The trick to refilling is to be as sure as you can that the system is refilled as much as possible without air bubbles.   This means dribbling the
coolant mixture into the neck VERY slowly, and  'burping' the system a number of times by squeezing the hose as you very slowly refill.
 
 I have found that it helps for the final burping's if the neck is filled to the ledge and the cap FULLY tightened, before the squeezing.  Then I
remove the cap and continue refilling until I can't do more filling without the coolant mixture going into the overflow tube.
 




I fill the overflow tank at this point to not quite half-full.  Do not fill it too high.  The overflow tank level will shrink some after the engine is
run and cooled.   Just how much the overflow tank level will go down, after a full heating-cooling cycling of the engine, depends on how
well you did your job.

Ride the bike enough to get the water hot enough so the fan comes on.  I do not recommend this be done in a garage setting unless you have a
very big squirrel-cage fan, as the exhaust system and exhaust ports can get considerably hotter than I think is OK for them.   Squirrel cage fans
are very handy....and often free from heating and cooling companies, who have old worthless house heaters you can remove a fan unit from.

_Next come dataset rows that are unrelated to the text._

//! Events that drive a pending transfer to its terminal state.

use serde::Deserialize;
use serde_json::Value;

/// `appArgs` prefix that marks an originated agent leg.
pub const APP_ARGS_PREFIX: &str = "attended-transfer";

/// A trigger for a pending transfer.
#[derive(Debug, Clone, PartialEq, Eq)]
pub enum TransferEvent {
    /// The agent pressed a key.
    Dtmf { channel_id: String, digit: char },
    /// The agent leg answered and entered the application.
    AgentAnswered {
        call_id: Option<String>,
        channel_id: String,
    },
    /// The agent leg went away.
    AgentHangup { channel_id: String },
    /// The no-answer guard for an agent leg expired.
    Timeout { call_id: String, channel_id: String },
}

#[derive(Debug, Deserialize)]
struct AriEvent {
    #[serde(rename = "type")]
    kind: String,
    #[serde(default)]
    digit: Option<String>,
    #[serde(default)]
    args: Vec<String>,
    #[serde(default)]
    channel: Option<AriChannel>,
}

#[derive(Debug, Deserialize)]
struct AriChannel {
    id: String,
}

impl TransferEvent {
    /// Map a platform event to a transfer event.
    ///
    /// Returns `None` for events that do not concern an agent leg, such as
    /// the caller's own `StasisStart`.
    pub fn from_ari_event(event: &Value) -> Option<Self> {
        let event = AriEvent::deserialize(event).ok()?;
        let channel_id = event.channel?.id;

        match event.kind.as_str() {
            "ChannelDtmfReceived" => {
                let digit = event.digit?.chars().next()?;
                Some(TransferEvent::Dtmf { channel_id, digit })
            }
            "StasisStart" => {
                let mut args = event.args.iter().map(|a| a.trim());
                if args.next()? != APP_ARGS_PREFIX {
                    return None;
                }
                let call_id = args.next().filter(|id| !id.is_empty()).map(str::to_string);
                Some(TransferEvent::AgentAnswered {
                    call_id,
                    channel_id,
                })
            }
            "ChannelHangupRequest" | "ChannelDestroyed" | "StasisEnd" => {
                Some(TransferEvent::AgentHangup { channel_id })
            }
            _ => None,
        }
    }

    /// Parse a raw event message.
    pub fn from_json_str(json: &str) -> Option<Self> {
        let value: Value = serde_json::from_str(json).ok()?;
        Self::from_ari_event(&value)
    }

    /// The agent channel the event concerns.
    pub fn channel_id(&self) -> &str {
        match self {
            TransferEvent::Dtmf { channel_id, .. }
            | TransferEvent::AgentAnswered { channel_id, .. }
            | TransferEvent::AgentHangup { channel_id }
            | TransferEvent::Timeout { channel_id, .. } => channel_id,
        }
    }
}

After the bike is completely cooled, recheck the overflow tank, its level will usually have gone down a bit as the system sucks the fluid back. If
it did not suck back anything, remove the radiator cap, and see if the system is full.  If it is not, you may have a bad cap, or bad cap gasket
(there are two gaskets at the cap).
If the overflow tank level is quite low or near empty, then refill to nearly half-full, and repeat the ride and cooling.

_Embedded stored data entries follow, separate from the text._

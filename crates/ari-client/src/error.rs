//! Error types for call-control operations.

use thiserror::Error;

/// Errors that can occur when talking to the call-control platform.
#[derive(Debug, Error)]
pub enum GatewayError {
    /// HTTP request failed.
    #[error("HTTP error: {0}")]
    Http(#[from] reqwest::Error),

    /// JSON serialization/deserialization failed.
    #[error("JSON error: {0}")]
    Json(#[from] serde_json::Error),

    /// The platform answered with a non-success status.
    #[error("{method} {resource} returned HTTP {status}: {body}")]
    Status {
        method: String,
        resource: String,
        status: u16,
        body: String,
    },

    /// A response was missing a required field.
    #[error("response missing field '{0}'")]
    MissingField(&'static str),

    /// Connection to the platform failed.
    #[error("Connection failed: {0}")]
    Connection(String),

    /// Platform health check failed.
    #[error("Health check failed")]
    HealthCheckFailed,

    /// Invalid configuration.
    #[error("Invalid configuration: {0}")]
    Config(String),
}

Recheck the coolant tank after this second ride. 

NOTE!   It is a lot easier to add a small amount of coolant to that tank, than to lift the tank, unfasten the fuel lines, and refill at the radiator cap.   
NOTE as said earlier in this article, that some will prefer to block up the tank on the right side, and leave the engine runable, during the procedure.
So, refill the main system slowly and methodically as I have said.  If you have done the job carefully, and were not in a hurry, then only one
refilling, if any, of a small amount of coolant, will be needed for the overflow tank.  After there is no longer a drop below minimum on the
overflow tank after the engine has cooled fully, you set the final amount for the overflow tank. I use a bit above the minimum mark.  
Do NOT fill it to 1/2 (or above 1/2....this will almost for sure cause an overflow in hot weather).


BMW said in its literature that for this bike it uses 3.4 L of 40% coolant.  That is 3.6 U.S. quarts....about what I found necessary.  I made the
mixture from 46 ounces of the concentrated Prestone Long Life Coolant, plus 69 ounces of distilled water. I use an old antifreeze jug I had
 (with a clear edge area to see liquid level) when mixing.    I filled the overflow tank to 1/2 before starting the engine, since I knew from
past jobs that this was going to reduce its level the next morning down to a bit above the minimum, but not need refilling.

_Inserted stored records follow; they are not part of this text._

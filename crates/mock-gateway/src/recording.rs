//! Recording gateway - logs every command and answers from a script.

use std::collections::HashMap;
use std::sync::atomic::{AtomicU64, Ordering};
use std::sync::{Mutex, MutexGuard};

use ari_client::{CallControl, Command, GatewayError, Method};
use async_trait::async_trait;
use serde_json::{json, Value};
use tracing::debug;

/// A gateway that records commands instead of executing them.
///
/// Responses:
/// - `POST channels` returns `{"id": "agent-N"}` with N counting up from 1,
///   unless an originate response was scripted
/// - `POST bridges` echoes the requested `bridgeId`
/// - `GET deviceStates/{id}` returns the scripted state for the decoded id,
///   or `UNKNOWN`
/// - everything else returns `null`
///
/// Commands matching a configured failure are still recorded, then fail.
#[derive(Debug, Default)]
pub struct RecordingGateway {
    commands: Mutex<Vec<Command>>,
    originate_response: Option<Value>,
    device_states: HashMap<String, String>,
    failures: Vec<(Method, String)>,
    originated: AtomicU64,
}

impl RecordingGateway {
    /// Create a gateway where every command succeeds.
    pub fn new() -> Self {
        Self::default()
    }

    /// Answer originations with a fixed channel id.
    pub fn with_originate_id(self, channel_id: impl Into<String>) -> Self {
        self.with_originate_response(json!({ "id": channel_id.into() }))
    }

    /// Answer originations with an arbitrary response body.
    pub fn with_originate_response(mut self, response: Value) -> Self {
        self.originate_response = Some(response);
        self
    }

    /// Script the state reported for a device.
    pub fn with_device_state(mut self, device_state_id: impl Into<String>, state: impl Into<String>) -> Self {
        self.device_states.insert(device_state_id.into(), state.into());
        self
    }

    /// Fail commands with this method whose resource starts with `resource_prefix`.
    ///
    /// # Example
    ///
    /// ```rust
    /// use mock_gateway::{Method, RecordingGateway};
    ///
    /// // Every origination fails with a transport error.
    /// let gateway = RecordingGateway::new().fail_on(Method::Post, "channels");
    /// ```
    pub fn fail_on(mut self, method: Method, resource_prefix: impl Into<String>) -> Self {
        self.failures.push((method, resource_prefix.into()));
        self
    }

    /// All recorded commands in order.
    pub fn commands(&self) -> Vec<Command> {
        self.lock().clone()
    }

    /// Recorded commands rendered as `METHOD resource`.
    pub fn log(&self) -> Vec<String> {
        self.lock().iter().map(|c| c.to_string()).collect()
    }

    /// Number of recorded commands with this method and exact resource.
    pub fn count(&self, method: Method, resource: &str) -> usize {
        self.lock()
            .iter()
            .filter(|c| c.method == method && c.resource == resource)
            .count()
    }

    /// Forget recorded commands.
    pub fn clear(&self) {
        self.lock().clear();
    }

    fn lock(&self) -> MutexGuard<'_, Vec<Command>> {
        self.commands.lock().unwrap_or_else(|poisoned| poisoned.into_inner())
    }

    fn should_fail(&self, command: &Command) -> bool {
        self.failures.iter().any(|(method, prefix)| {
            *method == command.method && command.resource.starts_with(prefix.as_str())
        })
    }

    fn respond(&self, command: &Command) -> Value {
        match (command.method, command.resource.as_str()) {
            (Method::Post, "channels") => match &self.originate_response {
                Some(response) => response.clone(),
                None => {
                    let n = self.originated.fetch_add(1, Ordering::SeqCst) + 1;
                    json!({ "id": format!("agent-{}", n) })
                }
            },
            (Method::Post, "bridges") => {
                json!({ "id": command.param_value("bridgeId").unwrap_or("bridge-1") })
            }
            (Method::Get, resource) if resource.starts_with("deviceStates/") => {
                let encoded = &resource["deviceStates/".len()..];
                let id = urlencoding::decode(encoded)
                    .map(|s| s.into_owned())
                    .unwrap_or_else(|_| encoded.to_string());
                let state = self
                    .device_states
                    .get(&id)
                    .cloned()
                    .unwrap_or_else(|| "UNKNOWN".to_string());
                json!({ "name": id, "state": state })
            }
            _ => Value::Null,
        }
    }
}

#[async_trait]
impl CallControl for RecordingGateway {
    async fn send_command(&self, command: Command) -> Result<Value, GatewayError> {
        debug!("RecordingGateway: {}", command);
        let fail = self.should_fail(&command);
        let response = self.respond(&command);
        let rendered = command.to_string();
        self.lock().push(command);

        if fail {
            return Err(GatewayError::Connection(format!("injected failure: {}", rendered)));
        }
        Ok(response)
    }
}

#[cfg(test)]
mod tests {
    use super::*;
    use ari_client::OriginateRequest;

    #[tokio::test]
    async fn test_sequential_originate_ids() {
        let gateway = RecordingGateway::new();
        let request = OriginateRequest::new("PJSIP/2765", "app");
        assert_eq!(gateway.originate(&request).await.unwrap(), "agent-1");
        assert_eq!(gateway.originate(&request).await.unwrap(), "agent-2");
        assert_eq!(gateway.count(Method::Post, "channels"), 2);
    }

    #[tokio::test]
    async fn test_scripted_originate_without_id() {
        let gateway = RecordingGateway::new().with_originate_response(json!({}));
        let result = gateway.originate(&OriginateRequest::new("PJSIP/2765", "app")).await;
        assert!(matches!(result, Err(GatewayError::MissingField("id"))));
    }

    #[tokio::test]
    async fn test_injected_failure_is_recorded() {
        let gateway = RecordingGateway::new().fail_on(Method::Post, "channels/caller-1/moh");

        assert!(gateway.start_moh("caller-1", "default").await.is_err());
        assert!(gateway.start_moh("caller-2", "default").await.is_ok());
        assert_eq!(
            gateway.log(),
            vec!["POST channels/caller-1/moh", "POST channels/caller-2/moh"]
        );
    }

    #[tokio::test]
    async fn test_device_state_lookup_decodes_id() {
        let gateway = RecordingGateway::new().with_device_state("PJSIP/2765", "INUSE");
        assert_eq!(gateway.device_state("PJSIP/2765").await.unwrap().state, "INUSE");
        assert_eq!(gateway.device_state("SIP/1").await.unwrap().state, "UNKNOWN");
    }

    #[tokio::test]
    async fn test_clear() {
        let gateway = RecordingGateway::new();
        gateway.hangup("agent-1").await.unwrap();
        assert_eq!(gateway.commands().len(), 1);
        gateway.clear();
        assert!(gateway.log().is_empty());
    }
}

Note:  I think BMW made a size changes to the sensor and plugs in late 1993 or into 1994....so, CHECK!

For the nerdy:   The Radiator cap has a small gasket I have had to replace, it is 17-11-1-460-759.  The larger radiator cap gasket was usually OK, but if you need
                          one, it is 17-11-1-460-316.    The radiator cap has both a pressure valve and a vacuum valve built into it. Cap releases at 1. BAR at 120°C;
                          and the vacuum releases at -0.1BAR.  You want to be sure the rubber gaskets are OK...not deformed or broken, so that those cap valves work properly...and, that the cap does not leak.
 

Rev:

12/23/2009:  Expand entire article, to include specifics on the alternators, and other suggested modifications during the coolant change.
                     Add information on the insulating products.